Needlepoint Canvas 101: How to Pick the Best Type for Your Project

Blank needlepoint canvas comes in many sizes, colours and types. Are you confused about which one is the best for which needlework project? I'll try to help.

Penelope canvas

  •  Looking for a strong needlepoint canvas that will stand up to everyday wear and tear?
  •  Stitching a design in cross stitch or trammed tent stitch?
  •  Want to put fine detail in a design like a face or tiny flowers?

If so, double thread or Penelope canvas would be an ideal canvas to use.

It is woven with pairs of threads going in each direction which enables you to "split" the threads and stitch in between them for the tiny details, whilst using the double threads normally for the rest of the design. You will often find this canvas labeled with two numbers when you buy it; 10/20 or 11/22. The numbers refer to the number of threads per inch (2.5cm); 10 double threads or 20 single, for example.


Mono canvas

  • Looking for a needlepoint canvas to use for upholstery?
  • Does your design include any pulled work stitches?
  • Does your design only use a little tent stitch/half cross stitch?
  • Are you looking to work a bargello design?
  • Have you done some needlepoint before?
Photo showing a selection of needlepoint canvas options

If so, plain single weave or mono canvas is the one to pick. It has a certain amount of give in it because of the over/under weave, making it suitable for stitching cushions or chair covers. As long as you don't have sizeable areas of half cross stitch, it should keep its shape.

Interlock Canvas

  • Are you a beginner to needlepoint?
  • Are you planning to stitch your design entirely in tent/half cross stitch?
  • Do you need a canvas that won't fray?

Interlock canvas would be the best choice here. It is constructed of two threads in each direction that are twisted around each other. This makes it more stable and less prone to distortion whilst stitching. You can also trim it close to the edge of your project without fraying, making it ideal for stitching coasters and similar projects.

Plastic canvas

  • Do you want to work a 3D project, such as a box?
  • Do your children want to learn to stitch?
  • Does your project need to be washable?
  • Do you want to cut your project into a fancy/complex shape when finished?

Plastic canvas could fit your needs perfectly. It is stiff, therefore doesn't need to be worked in a frame or mounted afterwards. As it is molded rather than woven, you can cut it with no risk of fraying. It comes in easy to see counts making it simple to stitch on. Try it out by stitching my free plastic canvas poppies coaster.

Rug Canvas

  • This one is easy. Do you want to stitch a floor rug but don't want it to take two lifetimes to complete?

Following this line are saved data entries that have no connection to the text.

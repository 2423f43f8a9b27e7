//! The reference map shared between resolver and interpreter.
//!
//! The resolver owns one insertion-ordered map per batch and passes it by
//! shared reference into every evaluation; resolved tokens land in it as
//! [`RefEntry::Value`]. External callers may seed raw JSON instead -
//! lookups coerce it on the way in.

use indexmap::IndexMap;

use tksc_sym::value::is_valid_hex;
use tksc_sym::{Color, Dictionary, List, Number, Unit, Value, WithUnit};

/// The active reference map: `{name}` → entry, insertion-ordered.
pub type References = IndexMap<String, RefEntry>;

/// One reference entry: an already-evaluated value or raw JSON to coerce.
#[derive(Clone, Debug)]
pub enum RefEntry {
    Value(Value),
    Raw(serde_json::Value),
}

impl RefEntry {
    /// The value this entry resolves to.
    pub fn to_value(&self) -> Value {
        match self {
            RefEntry::Value(value) => value.deep_copy(),
            RefEntry::Raw(json) => json_to_value(json),
        }
    }
}

/// Coerces raw JSON into a runtime value:
/// arrays become lists, a string that validates as hex becomes a hex
/// color, a `{value, unit}` record becomes a dimensioned number, and any
/// other object becomes a dictionary.
pub fn json_to_value(json: &serde_json::Value) -> Value {
    match json {
        serde_json::Value::Null => Value::Null,
        serde_json::Value::Bool(b) => Value::Boolean(*b),
        serde_json::Value::Number(n) => {
            let value = n.as_f64().unwrap_or(0.0);
            Value::Number(Number::new(value, !n.is_i64() && !n.is_u64()))
        }
        serde_json::Value::String(s) => {
            if is_valid_hex(s) {
                Value::Color(Color::Hex(s.clone()))
            } else {
                Value::Str(s.clone())
            }
        }
        serde_json::Value::Array(items) => {
            Value::List(List::explicit(items.iter().map(json_to_value).collect()))
        }
        serde_json::Value::Object(fields) => {
            if let Some(with_unit) = unit_record(fields) {
                return with_unit;
            }
            let entries = fields
                .iter()
                .map(|(k, v)| (k.clone(), json_to_value(v)))
                .collect();
            Value::Dictionary(Dictionary { entries })
        }
    }
}

/// `{"value": 16, "unit": "px"}` → `16px`.
fn unit_record(fields: &serde_json::Map<String, serde_json::Value>) -> Option<Value> {
    if fields.len() != 2 {
        return None;
    }
    let value = fields.get("value")?.as_f64()?;
    let unit = fields.get("unit")?.as_str()?;
    let is_float = fields
        .get("value")
        .map(|n| !n.is_i64() && !n.is_u64())
        .unwrap_or(false);
    Some(Value::WithUnit(WithUnit::new(
        value,
        is_float,
        Unit::new(unit),
    )))
}

#[cfg(test)]
mod tests {
    use super::*;

    #[test]
    fn test_scalars() {
        assert_eq!(json_to_value(&serde_json::json!(null)), Value::Null);
        assert_eq!(
            json_to_value(&serde_json::json!(true)),
            Value::Boolean(true)
        );
        assert_eq!(json_to_value(&serde_json::json!(16)), Value::int(16.0));
        assert_eq!(json_to_value(&serde_json::json!(1.5)), Value::float(1.5));
        assert_eq!(json_to_value(&serde_json::json!("solid")), Value::str("solid"));
    }

    #[test]
    fn test_hex_string_becomes_color() {
        assert_eq!(
            json_to_value(&serde_json::json!("#ff0080")),
            Value::Color(Color::Hex("#ff0080".into()))
        );
        assert_eq!(
            json_to_value(&serde_json::json!("#ff00")),
            Value::str("#ff00")
        );
    }

    #[test]
    fn test_array_becomes_list() {
        let v = json_to_value(&serde_json::json!([1, "a"]));
        match v {
            Value::List(list) => {
                assert_eq!(list.items.len(), 2);
                assert!(!list.is_implicit);
            }
            other => panic!("expected list, got {other:?}"),
        }
    }

    #[test]
    fn test_unit_record() {
        assert_eq!(
            json_to_value(&serde_json::json!({"value": 16, "unit": "px"})),
            Value::with_unit(16.0, false, "px")
        );
    }

    #[test]
    fn test_plain_object_becomes_dictionary() {
        let v = json_to_value(&serde_json::json!({"a": 1, "value": 2}));
        assert!(matches!(v, Value::Dictionary(_)));

        // Three fields is not a unit record even with value/unit present.
        let v = json_to_value(&serde_json::json!({"value": 1, "unit": "px", "x": 0}));
        assert!(matches!(v, Value::Dictionary(_)));
    }

    #[test]
    fn test_entry_coercion() {
        let entry = RefEntry::Raw(serde_json::json!([1, 2]));
        assert!(matches!(entry.to_value(), Value::List(_)));

        let entry = RefEntry::Value(Value::int(4.0));
        assert_eq!(entry.to_value(), Value::int(4.0));
    }
}
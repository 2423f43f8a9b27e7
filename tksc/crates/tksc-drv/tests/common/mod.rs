//! Shared fixtures for the end-to-end resolver tests.
//!
//! Each integration-test target compiles its own copy, so not every item
//! is used by every target.
#![allow(dead_code)]

use indexmap::IndexMap;
use tksc_drv::Config;
use tksc_spec::color::HEX_COLOR_URI;

pub const RGB_URI: &str = "https://specs.tokenscript.dev/color/rgb/0.0.1/";
pub const PX_URI: &str = "https://specs.tokenscript.dev/unit/px/0/";
pub const GU_URI: &str = "https://specs.tokenscript.dev/unit/gu/0/";

/// A config with an RGB color space (lossless conversions against hex)
/// and a grid unit where 1gu = 4px.
pub fn full_config() -> Config {
    let mut config = Config::new();

    config
        .units
        .register(
            "px",
            &serde_json::json!({"name": PX_URI, "keyword": "px", "type": "absolute"}),
        )
        .unwrap();
    config
        .units
        .register(
            "gu",
            &serde_json::json!({
                "name": GU_URI,
                "keyword": "gu",
                "type": "relative",
                "to_absolute": {"type": PX_URI, "script": "{input}.to_number() * 4px"}
            }),
        )
        .unwrap();

    let init = "\
        variable out: Dictionary;\n\
        out.set('r', {input}.get(0));\n\
        out.set('g', {input}.get(1));\n\
        out.set('b', {input}.get(2));\n\
        return out;";
    let to_hex = "\
        variable r: String = {input}.r.to_string(16);\n\
        variable g: String = {input}.g.to_string(16);\n\
        variable b: String = {input}.b.to_string(16);\n\
        if (r.length() < 2) [ r = '0'.concat(r); ]\n\
        if (g.length() < 2) [ g = '0'.concat(g); ]\n\
        if (b.length() < 2) [ b = '0'.concat(b); ]\n\
        return '#'.concat(r).concat(g).concat(b);";
    let from_hex = "\
        variable s: List = {input}.to_string().split();\n\
        variable out: Dictionary;\n\
        out.set('r', parse_int(s.get(1).concat(s.get(2)), 16));\n\
        out.set('g', parse_int(s.get(3).concat(s.get(4)), 16));\n\
        out.set('b', parse_int(s.get(5).concat(s.get(6)), 16));\n\
        return out;";

    config
        .colors
        .register(
            RGB_URI,
            &serde_json::json!({
                "name": "rgb",
                "type": "color",
                "schema": {
                    "type": "object",
                    "properties": {
                        "r": {"type": "number"},
                        "g": {"type": "number"},
                        "b": {"type": "number"}
                    },
                    "required": ["r", "g", "b"],
                    "order": ["r", "g", "b"]
                },
                "initializers": [
                    {"keyword": "rgb",
                     "script": {"type": "https://specs.tokenscript.dev/ts/0/", "script": init}}
                ],
                "conversions": [
                    {"source": "$self", "target": HEX_COLOR_URI, "lossless": true,
                     "script": {"type": "https://specs.tokenscript.dev/ts/0/", "script": to_hex}},
                    {"source": HEX_COLOR_URI, "target": "$self", "lossless": true,
                     "script": {"type": "https://specs.tokenscript.dev/ts/0/", "script": from_hex}}
                ]
            }),
        )
        .unwrap();

    config
}

pub fn tokens(pairs: &[(&str, &str)]) -> IndexMap<String, String> {
    pairs
        .iter()
        .map(|(k, v)| (k.to_string(), v.to_string()))
        .collect()
}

Rug canvas is available with from 3 to 5 holes per inch. You can stitch or knot a rug on this canvas.

Silk Gauze

Silk gauze is a type of miniature canvas
  • Do you want to make a rug or cushion, but for a dolls house?
  • Are you planning to mount your finished work in a brooch?

Silk gauze is available with many threads to the inch! I have worked on 40 count. The threads are very fine and you would only need a single strand of fine thread to work on it. It often comes already mounted in a cardboard frame to keep the threads straight and make it easier to use.

The photograph shows a piece of cross stitch on normal 14 count Aida next to work on 40 count silk gauze.

Waste canvas

If you want to stitch on an unevenly woven fabric, waste canvas is the one to pick. Check the waste canvas page to learn how to use it.

A cross stitch piece worked on waste canvas

General information about needlepoint canvas

Most woven canvas is made from polished cotton or linen threads. It normally comes in white, ecru, yellow or brown. If you are going to stitch a design in mainly pale shades, it is best to pick white just in case any canvas shows through. Likewise, for a darker design pick the brown canvas.

We can measure canvas in holes per inch or threads per inch, which can be confusing. Mono canvas is generally sold in threads per inch. You do get what you pay for with canvas, cheaper pieces can have knots or unevenly twisted threads making them weaker.

I hope this helps you choose the right needlepoint canvas for your next project.